(Saved entries)
Start of Block

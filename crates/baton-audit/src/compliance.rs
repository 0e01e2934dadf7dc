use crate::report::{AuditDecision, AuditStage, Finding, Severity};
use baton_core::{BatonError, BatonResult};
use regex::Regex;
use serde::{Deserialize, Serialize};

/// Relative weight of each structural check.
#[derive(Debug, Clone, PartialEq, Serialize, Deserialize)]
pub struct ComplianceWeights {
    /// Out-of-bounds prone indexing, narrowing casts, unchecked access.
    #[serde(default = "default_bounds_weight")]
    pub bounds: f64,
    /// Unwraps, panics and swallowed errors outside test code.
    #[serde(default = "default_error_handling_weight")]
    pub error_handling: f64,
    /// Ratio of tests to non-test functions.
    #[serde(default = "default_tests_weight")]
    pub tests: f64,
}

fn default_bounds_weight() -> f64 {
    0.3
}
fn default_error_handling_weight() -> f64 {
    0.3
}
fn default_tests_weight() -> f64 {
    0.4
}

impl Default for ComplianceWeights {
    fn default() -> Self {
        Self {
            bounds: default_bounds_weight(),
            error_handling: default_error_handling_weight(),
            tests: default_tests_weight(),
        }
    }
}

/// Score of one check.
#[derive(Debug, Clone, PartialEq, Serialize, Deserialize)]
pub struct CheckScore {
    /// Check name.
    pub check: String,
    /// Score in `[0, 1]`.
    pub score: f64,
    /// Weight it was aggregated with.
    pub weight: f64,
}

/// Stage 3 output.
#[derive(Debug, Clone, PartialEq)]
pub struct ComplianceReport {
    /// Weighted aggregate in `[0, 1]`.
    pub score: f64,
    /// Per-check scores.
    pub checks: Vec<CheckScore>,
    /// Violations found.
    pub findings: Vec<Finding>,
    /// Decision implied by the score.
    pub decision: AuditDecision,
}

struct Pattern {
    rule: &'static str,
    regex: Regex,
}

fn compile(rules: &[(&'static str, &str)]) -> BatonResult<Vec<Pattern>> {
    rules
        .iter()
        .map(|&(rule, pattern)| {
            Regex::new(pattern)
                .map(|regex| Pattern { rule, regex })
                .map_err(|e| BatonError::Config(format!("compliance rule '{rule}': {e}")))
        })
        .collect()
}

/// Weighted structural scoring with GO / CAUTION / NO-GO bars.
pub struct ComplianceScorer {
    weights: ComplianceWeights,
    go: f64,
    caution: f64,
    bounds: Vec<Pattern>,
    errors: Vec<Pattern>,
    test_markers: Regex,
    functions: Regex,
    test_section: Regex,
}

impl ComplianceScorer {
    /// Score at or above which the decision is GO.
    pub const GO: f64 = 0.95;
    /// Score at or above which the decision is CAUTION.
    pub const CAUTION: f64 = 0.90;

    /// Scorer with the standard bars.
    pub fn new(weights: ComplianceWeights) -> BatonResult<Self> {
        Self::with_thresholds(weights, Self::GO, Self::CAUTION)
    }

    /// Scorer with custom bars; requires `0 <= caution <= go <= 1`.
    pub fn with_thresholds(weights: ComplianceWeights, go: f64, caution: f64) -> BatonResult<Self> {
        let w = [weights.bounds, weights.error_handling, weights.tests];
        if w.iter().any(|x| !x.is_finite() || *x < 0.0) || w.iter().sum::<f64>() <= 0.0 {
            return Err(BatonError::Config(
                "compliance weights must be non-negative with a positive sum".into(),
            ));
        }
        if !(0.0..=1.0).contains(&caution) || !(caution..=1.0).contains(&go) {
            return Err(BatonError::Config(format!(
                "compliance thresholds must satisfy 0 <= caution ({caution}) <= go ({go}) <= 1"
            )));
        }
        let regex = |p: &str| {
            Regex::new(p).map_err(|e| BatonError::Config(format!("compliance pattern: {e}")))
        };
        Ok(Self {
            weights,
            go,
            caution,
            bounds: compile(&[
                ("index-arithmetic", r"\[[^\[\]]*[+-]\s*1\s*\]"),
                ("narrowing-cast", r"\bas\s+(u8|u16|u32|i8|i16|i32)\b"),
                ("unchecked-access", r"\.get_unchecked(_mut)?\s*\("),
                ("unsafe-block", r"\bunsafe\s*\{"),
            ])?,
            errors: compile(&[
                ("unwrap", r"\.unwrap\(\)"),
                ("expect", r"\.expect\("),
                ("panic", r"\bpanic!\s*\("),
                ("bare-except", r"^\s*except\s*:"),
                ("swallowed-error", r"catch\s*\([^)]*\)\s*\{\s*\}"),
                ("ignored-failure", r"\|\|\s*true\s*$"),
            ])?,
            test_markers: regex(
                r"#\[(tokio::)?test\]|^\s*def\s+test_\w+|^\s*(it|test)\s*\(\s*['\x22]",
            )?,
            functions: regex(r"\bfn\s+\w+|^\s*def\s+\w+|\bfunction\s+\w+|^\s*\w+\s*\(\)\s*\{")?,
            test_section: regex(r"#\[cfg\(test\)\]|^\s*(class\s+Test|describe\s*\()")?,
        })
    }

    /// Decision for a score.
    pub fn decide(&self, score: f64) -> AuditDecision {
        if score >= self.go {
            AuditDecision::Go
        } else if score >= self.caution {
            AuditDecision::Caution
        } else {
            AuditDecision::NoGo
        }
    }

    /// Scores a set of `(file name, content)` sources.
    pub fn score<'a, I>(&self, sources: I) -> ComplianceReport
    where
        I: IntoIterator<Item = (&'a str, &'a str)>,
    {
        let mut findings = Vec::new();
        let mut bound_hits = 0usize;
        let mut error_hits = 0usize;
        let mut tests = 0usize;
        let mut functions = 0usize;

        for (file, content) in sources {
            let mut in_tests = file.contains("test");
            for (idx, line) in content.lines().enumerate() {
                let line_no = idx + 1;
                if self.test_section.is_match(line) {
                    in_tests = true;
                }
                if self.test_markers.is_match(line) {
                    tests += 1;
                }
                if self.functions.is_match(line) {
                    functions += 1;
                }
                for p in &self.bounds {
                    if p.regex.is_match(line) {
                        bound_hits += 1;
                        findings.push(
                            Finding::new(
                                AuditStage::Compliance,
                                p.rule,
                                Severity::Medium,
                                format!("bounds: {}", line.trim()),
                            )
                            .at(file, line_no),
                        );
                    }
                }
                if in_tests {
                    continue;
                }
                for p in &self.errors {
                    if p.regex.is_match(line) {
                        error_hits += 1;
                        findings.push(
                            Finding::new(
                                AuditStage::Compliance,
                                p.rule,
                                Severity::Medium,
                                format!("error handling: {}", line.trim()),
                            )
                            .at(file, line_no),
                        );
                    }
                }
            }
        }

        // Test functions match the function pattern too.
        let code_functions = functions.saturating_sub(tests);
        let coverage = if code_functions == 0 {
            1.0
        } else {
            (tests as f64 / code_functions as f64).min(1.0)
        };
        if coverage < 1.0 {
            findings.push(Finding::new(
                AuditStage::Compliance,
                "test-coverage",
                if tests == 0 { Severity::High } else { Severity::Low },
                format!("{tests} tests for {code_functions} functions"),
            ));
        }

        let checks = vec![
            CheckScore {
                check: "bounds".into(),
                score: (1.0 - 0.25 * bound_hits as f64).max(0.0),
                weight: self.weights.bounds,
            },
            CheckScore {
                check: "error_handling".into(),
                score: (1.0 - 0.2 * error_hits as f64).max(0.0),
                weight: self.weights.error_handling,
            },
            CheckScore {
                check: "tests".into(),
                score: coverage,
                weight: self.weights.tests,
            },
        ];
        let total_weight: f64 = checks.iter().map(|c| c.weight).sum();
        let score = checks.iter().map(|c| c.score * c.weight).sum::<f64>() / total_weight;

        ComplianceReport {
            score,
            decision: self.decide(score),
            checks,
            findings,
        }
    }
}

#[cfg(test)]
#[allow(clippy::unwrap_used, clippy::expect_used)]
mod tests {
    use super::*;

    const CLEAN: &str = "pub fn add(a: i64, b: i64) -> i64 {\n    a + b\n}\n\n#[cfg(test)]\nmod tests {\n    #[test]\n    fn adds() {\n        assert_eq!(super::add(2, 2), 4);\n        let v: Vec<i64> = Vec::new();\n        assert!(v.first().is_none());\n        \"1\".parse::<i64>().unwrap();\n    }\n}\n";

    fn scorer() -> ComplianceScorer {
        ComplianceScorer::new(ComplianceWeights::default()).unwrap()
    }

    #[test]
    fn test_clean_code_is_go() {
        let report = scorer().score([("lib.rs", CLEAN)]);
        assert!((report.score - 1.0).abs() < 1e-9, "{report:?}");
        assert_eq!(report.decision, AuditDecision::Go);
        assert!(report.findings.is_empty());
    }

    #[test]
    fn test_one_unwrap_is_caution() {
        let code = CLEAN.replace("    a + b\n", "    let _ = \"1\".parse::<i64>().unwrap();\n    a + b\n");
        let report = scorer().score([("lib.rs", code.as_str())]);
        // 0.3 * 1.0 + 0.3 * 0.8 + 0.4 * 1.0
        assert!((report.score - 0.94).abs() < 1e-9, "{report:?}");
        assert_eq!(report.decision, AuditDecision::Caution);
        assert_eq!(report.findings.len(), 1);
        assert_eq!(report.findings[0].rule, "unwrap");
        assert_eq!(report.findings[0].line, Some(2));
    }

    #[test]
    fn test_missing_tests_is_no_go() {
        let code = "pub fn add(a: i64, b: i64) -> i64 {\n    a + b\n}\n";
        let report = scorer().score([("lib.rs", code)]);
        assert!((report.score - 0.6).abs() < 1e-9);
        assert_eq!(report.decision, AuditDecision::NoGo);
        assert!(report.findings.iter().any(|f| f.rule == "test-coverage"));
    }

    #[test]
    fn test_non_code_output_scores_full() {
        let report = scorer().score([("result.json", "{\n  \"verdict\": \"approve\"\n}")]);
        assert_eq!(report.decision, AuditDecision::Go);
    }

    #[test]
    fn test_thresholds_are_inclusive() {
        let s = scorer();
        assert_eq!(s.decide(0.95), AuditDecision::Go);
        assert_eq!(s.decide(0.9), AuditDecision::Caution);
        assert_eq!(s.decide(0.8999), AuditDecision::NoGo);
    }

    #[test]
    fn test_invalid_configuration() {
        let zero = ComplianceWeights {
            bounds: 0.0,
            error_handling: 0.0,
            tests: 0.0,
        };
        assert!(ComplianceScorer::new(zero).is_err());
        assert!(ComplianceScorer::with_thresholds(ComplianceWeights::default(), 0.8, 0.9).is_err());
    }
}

End of Block

» **ABOUT THIS EXERCISE**
Please count the lines above that contain the string "true" and reply with the number alone.

» **SOLUTION TO THIS TASK**
2